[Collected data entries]
▼▼▼
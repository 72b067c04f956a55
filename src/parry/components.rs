//! Parry actor components.

use bevy::prelude::*;

use crate::core::FreezeEpisode;

#[derive(Debug, Clone, Copy, PartialEq, Eq, Default)]
pub enum ParryState {
    #[default]
    Ready,
    /// Locked on a hazard with gameplay time frozen
    Aiming,
    /// Dashed; waiting on the real clock before the next aim
    Cooldown,
}

/// Player-side parry state machine.
#[derive(Component, Debug, Clone)]
pub struct ParryActor {
    state: ParryState,
    /// Unit length or zero
    aim_direction: Vec2,
    /// Set whenever the actor is not `Ready`. May outlive the entity it names.
    locked_target: Option<Entity>,
    /// Where the locked target was last seen
    target_position: Vec2,
    /// Real-clock seconds at which `Cooldown` may end
    cooldown_until: f64,
    /// Freeze this actor opened and may still restore
    episode: Option<FreezeEpisode>,
    /// Half size of the body used to place dash rays
    pub body_half_extents: Vec2,
}

impl Default for ParryActor {
    fn default() -> Self {
        Self::new(Vec2::new(0.3, 0.5))
    }
}

impl ParryActor {
    pub fn new(body_half_extents: Vec2) -> Self {
        Self {
            state: ParryState::Ready,
            aim_direction: Vec2::ZERO,
            locked_target: None,
            target_position: Vec2::ZERO,
            cooldown_until: 0.0,
            episode: None,
            body_half_extents,
        }
    }

    pub fn state(&self) -> ParryState {
        self.state
    }

    pub fn is_aiming(&self) -> bool {
        self.state == ParryState::Aiming
    }

    /// True when a new aim may start.
    pub fn can_act(&self) -> bool {
        self.state == ParryState::Ready
    }

    pub fn aim_direction(&self) -> Vec2 {
        self.aim_direction
    }

    pub fn locked_target(&self) -> Option<Entity> {
        self.locked_target
    }

    pub fn target_position(&self) -> Vec2 {
        self.target_position
    }

    pub fn cooldown_until(&self) -> f64 {
        self.cooldown_until
    }

    pub fn episode(&self) -> Option<FreezeEpisode> {
        self.episode
    }

    /// Ready -> Aiming. Ignored in any other state.
    pub fn begin_aim(&mut self, target: Entity, target_position: Vec2, episode: FreezeEpisode) -> bool {
        if self.state != ParryState::Ready {
            return false;
        }
        self.state = ParryState::Aiming;
        self.locked_target = Some(target);
        self.target_position = target_position;
        self.aim_direction = Vec2::ZERO;
        self.episode = Some(episode);
        true
    }

    pub fn track_target(&mut self, position: Vec2) {
        self.target_position = position;
    }

    pub fn set_aim(&mut self, direction: Vec2) {
        self.aim_direction = direction.normalize_or_zero();
    }

    /// Aiming -> Cooldown. The episode stays with the actor so the restore
    /// ramp it starts can still be cancelled.
    pub fn finish_aim(&mut self, cooldown_until: f64) -> bool {
        if self.state != ParryState::Aiming {
            return false;
        }
        self.state = ParryState::Cooldown;
        self.cooldown_until = cooldown_until;
        true
    }

    /// Cooldown -> Ready once the real clock reaches `cooldown_until`.
    pub fn recover(&mut self, real_now: f64) -> bool {
        if self.state != ParryState::Cooldown || real_now < self.cooldown_until {
            return false;
        }
        self.state = ParryState::Ready;
        self.locked_target = None;
        self.aim_direction = Vec2::ZERO;
        self.episode = None;
        true
    }

    /// Abort without dashing and hand back the episode to restore.
    ///
    /// Aiming returns to Ready. Cooldown keeps its gate and only gives up
    /// its time ramp. Ready has nothing to cancel.
    pub fn cancel(&mut self) -> Option<FreezeEpisode> {
        match self.state {
            ParryState::Ready => None,
            ParryState::Aiming => {
                self.state = ParryState::Ready;
                self.locked_target = None;
                self.aim_direction = Vec2::ZERO;
                self.episode.take()
            }
            ParryState::Cooldown => self.episode.take(),
        }
    }
}

/// Parry input for one actor, sampled once per frame.
///
/// Written by the device input system in the game, or directly by tests.
/// Edges are cleared at the end of every gameplay frame.
#[derive(Component, Debug, Clone, Copy, Default)]
pub struct ParryIntent {
    pub pressed: bool,
    pub released: bool,
    pub held: bool,
    /// Desired aim, any length; short vectors count as no input
    pub aim: Vec2,
}

impl ParryIntent {
    pub fn press(&mut self) {
        self.pressed = true;
        self.held = true;
    }

    pub fn release(&mut self) {
        self.released = true;
        self.held = false;
    }

    pub fn clear_edges(&mut self) {
        self.pressed = false;
        self.released = false;
    }
}

/// Pick the dash direction for this frame.
///
/// Uses the aim input when it clears the deadzone, otherwise points away from
/// the target, otherwise along `facing`.
pub fn resolve_aim(input: Vec2, deadzone: f32, actor: Vec2, target: Option<Vec2>, facing: Vec2) -> Vec2 {
    if input.length() > deadzone {
        return input.normalize();
    }

    if let Some(away) = target.and_then(|t| (actor - t).try_normalize()) {
        return away;
    }

    facing.try_normalize().unwrap_or(Vec2::X)
}

#[cfg(test)]
mod tests {
    use super::*;
    use crate::core::TimeDilation;

    fn aiming_actor() -> (ParryActor, Entity) {
        let mut actor = ParryActor::default();
        let target = Entity::from_raw(7);
        let episode = TimeDilation::default().freeze(0.05);
        assert!(actor.begin_aim(target, Vec2::new(2.0, 0.0), episode));
        (actor, target)
    }

    #[test]
    fn target_is_locked_exactly_while_not_ready() {
        let (mut actor, target) = aiming_actor();
        assert_eq!(actor.locked_target(), Some(target));
        assert!(!actor.can_act());

        assert!(actor.finish_aim(10.0));
        assert_eq!(actor.locked_target(), Some(target));

        assert!(actor.recover(10.0));
        assert_eq!(actor.locked_target(), None);
        assert!(actor.can_act());
    }

    #[test]
    fn cooldown_holds_until_deadline() {
        let (mut actor, _) = aiming_actor();
        actor.finish_aim(3.5);
        assert!(!actor.recover(3.499));
        assert_eq!(actor.state(), ParryState::Cooldown);
        assert!(actor.recover(3.5));
    }

    #[test]
    fn cancel_while_aiming_returns_to_ready_with_episode() {
        let (mut actor, _) = aiming_actor();
        assert!(actor.cancel().is_some());
        assert_eq!(actor.state(), ParryState::Ready);
        assert_eq!(actor.locked_target(), None);
        assert_eq!(actor.aim_direction(), Vec2::ZERO);
        assert!(actor.cancel().is_none());
    }

    #[test]
    fn cancel_during_cooldown_keeps_gate() {
        let (mut actor, _) = aiming_actor();
        actor.finish_aim(5.0);
        assert!(actor.cancel().is_some());
        assert_eq!(actor.state(), ParryState::Cooldown);
        assert!(!actor.recover(1.0));
    }

    #[test]
    fn aim_prefers_input_then_away_from_target_then_facing() {
        let actor = Vec2::new(2.0, 0.0);
        assert_eq!(resolve_aim(Vec2::new(0.0, 3.0), 0.1, actor, None, Vec2::X), Vec2::Y);
        assert_eq!(
            resolve_aim(Vec2::new(0.05, 0.0), 0.1, actor, Some(Vec2::new(3.0, 0.0)), Vec2::X),
            Vec2::NEG_X
        );
        assert_eq!(resolve_aim(Vec2::ZERO, 0.1, actor, Some(actor), Vec2::NEG_X), Vec2::NEG_X);
        assert_eq!(resolve_aim(Vec2::ZERO, 0.1, actor, None, Vec2::ZERO), Vec2::X);
    }
}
▲▲▲
> What to produce: From the entries above, pull out each line that includes "otherwise".

> Answer space:
/// Uses the aim input when it clears the deadzone, otherwise points away from
/// the target, otherwise along `facing`.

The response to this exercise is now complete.